When a person really desires something, all the universe conspires to help that person to realize his dreams. -- Paulo Coelho

The Soul of the World is nourished by people's happiness. And also by unhappiness, envy, and jealousy. To realize one's destiny is a person's only real obligation. All things are one.-- Paulo Coelho

Santiago is an Andalusian shepherd. He wanders the Andalusian countryside seeking out fresh pastures and water for his sheep. They never travel the same route twice.

Santiago was schooled in a seminary, where he learnt Spanish and Latin. He was destined for the priesthood, but he had other ideas. He wanted to travel, to see other parts. As a poor boy, the only way to travel was to become a shepherd.

Would Santiago have experienced God if he had remained in the seminary? Santiago thinks not. Every new experience helps him to experience God.

A fateful moment in his life is when he has a dream. A boy is playing with his sheep, then takes him to the Pyramids where he is told he will find treasure, but at this point he wakes.

Following a visit to an old woman to have his dream interpreted, he is sitting in the plaza trying to read a book he has just acquired, when an old man engages him in conversation. The old man tells him to follow his dream, to interpret the omens, to follow his destiny.

I do not know why, but I always envisage the plaza in Punta Brava, near Puerto de la Cruz. I cannot imagine the scene without seeing it enacted by little Lego brick characters. [see The Alchemist: Santiago Meets the Old Man]

Santiago heeds the advice of the old man, sells all his sheep and sets of for Africa.

In Tangiers disaster strikes. He is cheated out of his money. One moment he has gold in his pocket, the next moment he is penniless.

What to do?

Most people would sink into self-pity. At first Santiago does sit and cry.
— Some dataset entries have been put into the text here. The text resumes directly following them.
//! The set of whole-document texts scored by the importance aggregator.

use crate::types::document_name;

/// Documents ingested so far, in ingestion order.
#[derive(Debug, Default)]
pub struct Corpus {
    names: Vec<String>,
    texts: Vec<String>,
}

/// Immutable copy of the corpus taken when aggregation starts.
#[derive(Debug, Clone)]
pub struct CorpusSnapshot {
    names: Vec<String>,
    texts: Vec<String>,
}

impl Corpus {
    pub fn new() -> Self {
        Self::default()
    }

    /// Add a document's full text under its normalized name.
    pub fn add_document(&mut self, path: &str, text: &str) {
        self.names.push(document_name(path));
        self.texts.push(text.to_string());
    }

    pub fn len(&self) -> usize {
        self.texts.len()
    }

    pub fn is_empty(&self) -> bool {
        self.texts.is_empty()
    }

    /// Freeze the current documents for scoring.
    pub fn snapshot(&self) -> CorpusSnapshot {
        CorpusSnapshot {
            names: self.names.clone(),
            texts: self.texts.clone(),
        }
    }
}

impl CorpusSnapshot {
    /// Document names in ingestion order.
    pub fn names(&self) -> &[String] {
        &self.names
    }

    /// Document texts in ingestion order.
    pub fn texts(&self) -> &[String] {
        &self.texts
    }

    pub fn len(&self) -> usize {
        self.texts.len()
    }

    pub fn is_empty(&self) -> bool {
        self.texts.is_empty()
    }
}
Then he realises he always wanted adventure, instead of seeing himself in a strange place, he thinks of it as a new place, the start of his adventure.
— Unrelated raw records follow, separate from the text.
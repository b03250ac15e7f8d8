//! iwords: index a folder of text documents and write a scored word report.

use std::path::PathBuf;
use std::process::ExitCode;

use clap::{Parser, ValueEnum};

use interesting_words::{DocumentReader, IndexResult, ReportConfig};

#[derive(Debug, Clone, Copy, ValueEnum)]
enum OutputFormat {
    Html,
    Json,
}

#[derive(Parser)]
#[command(
    name = "iwords",
    version,
    about = "Build a scored word index over a folder of text documents"
)]
struct Cli {
    /// Folder containing the documents to index
    #[arg(short, long)]
    input: PathBuf,

    /// File to write the report to (nothing is written when omitted)
    #[arg(short, long)]
    output: Option<PathBuf>,

    /// Sort order: iaf, fai or f
    #[arg(short, long = "sortorder")]
    sort_order: Option<String>,

    /// TOML configuration file
    #[arg(short, long)]
    config: Option<PathBuf>,

    /// Report format
    #[arg(long, value_enum, default_value_t = OutputFormat::Html)]
    format: OutputFormat,
}

fn run(cli: Cli) -> IndexResult<()> {
    let config = match &cli.config {
        Some(path) => ReportConfig::load(path)?,
        None => ReportConfig::default(),
    };

    let mut reader = DocumentReader::new(config);
    reader.read_folder(&cli.input)?;
    let scored = reader.compute_importance()?;
    log::info!(
        "{} distinct words, {} with an importance score",
        reader.index().len(),
        scored
    );

    let Some(output) = cli.output else {
        return Ok(());
    };
    match cli.format {
        OutputFormat::Html => reader.write_html(&output, cli.sort_order.as_deref()),
        OutputFormat::Json => reader.write_json(&output, cli.sort_order.as_deref()),
    }
}

fn main() -> ExitCode {
    env_logger::Builder::from_env(env_logger::Env::default().default_filter_or("info")).init();

    match run(Cli::parse()) {
        Ok(()) => ExitCode::SUCCESS,
        Err(e) => {
            log::error!("{}", e);
            ExitCode::FAILURE
        }
    }
}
He helps a man set up his stall in the market place, then gets himself a job with a crystal merchant.

Almost a year on, Santiago finds himself with sufficient money to buy 120 sheep, twice as many as he had before, and he can now converse in Arabic.

He thinks of going back to Andalusia, but then decides no, he will continue on his journey to the Pyramids, so he joins a caravan heading across the desert.

Whilst in Tangiers working for the crystal merchant in his shop, Santiago learnt more than Arabic, more than crystals, he learnt the language of enthusiasm, of things accomplished with love and purpose. He had learnt how to heed omens, to follow his destiny.

The Alchemist is about realising one's dreams, following one's destiny, being able to read the omens.

There is an implicit reference to William Blake in The Alchemist, when as they are crossing the desert the alchemist tells Santiago 'You don't even have to understand the desert: all you have to do is contemplate a simple grain of sand, and you will see in it all the marvels of creation.'

To see a World in a Grain of Sand
And a Heaven in a Wild Flower,
Hold Infinity in the palm of your hand
And Eternity in an hour.

William Blake is a favourite author of Paulo Coelho

Most writers write one good book (if we are lucky), then nothing else worth writing or a rehash of what has gone before.

Great writers write many good books.

Brazilian writer Paulo Coelho (1947- ) is in the rarefied league of great writers. His writings are simple, yet in their simplicity lies their elegance.

He does not rehash the same book, but there are themes running through that the link the books together the Warrior of Light, the flow of a river, destiny, ability to read the omens, following and realising one's dreams.

We all have dreams, the difference is that some of us follow our dreams.

Santiago follows his dreams, he learns how to read the omens.

We need to cleanse our minds of our negative thoughts.

When you want something badly enough, all the universe conspires in helping you to achieve it.

Also worth reading:

Paulo Coelho, Like the Flowing River

Deepak Chopra, How to Know God

and the works of Hermann Hesse.

Several copies of The Alchemist have been registered as BookCrossing books.

BookCrossing books are released into the wild and their progress checked on the Internet via a unique BookCrossing ID (BCID).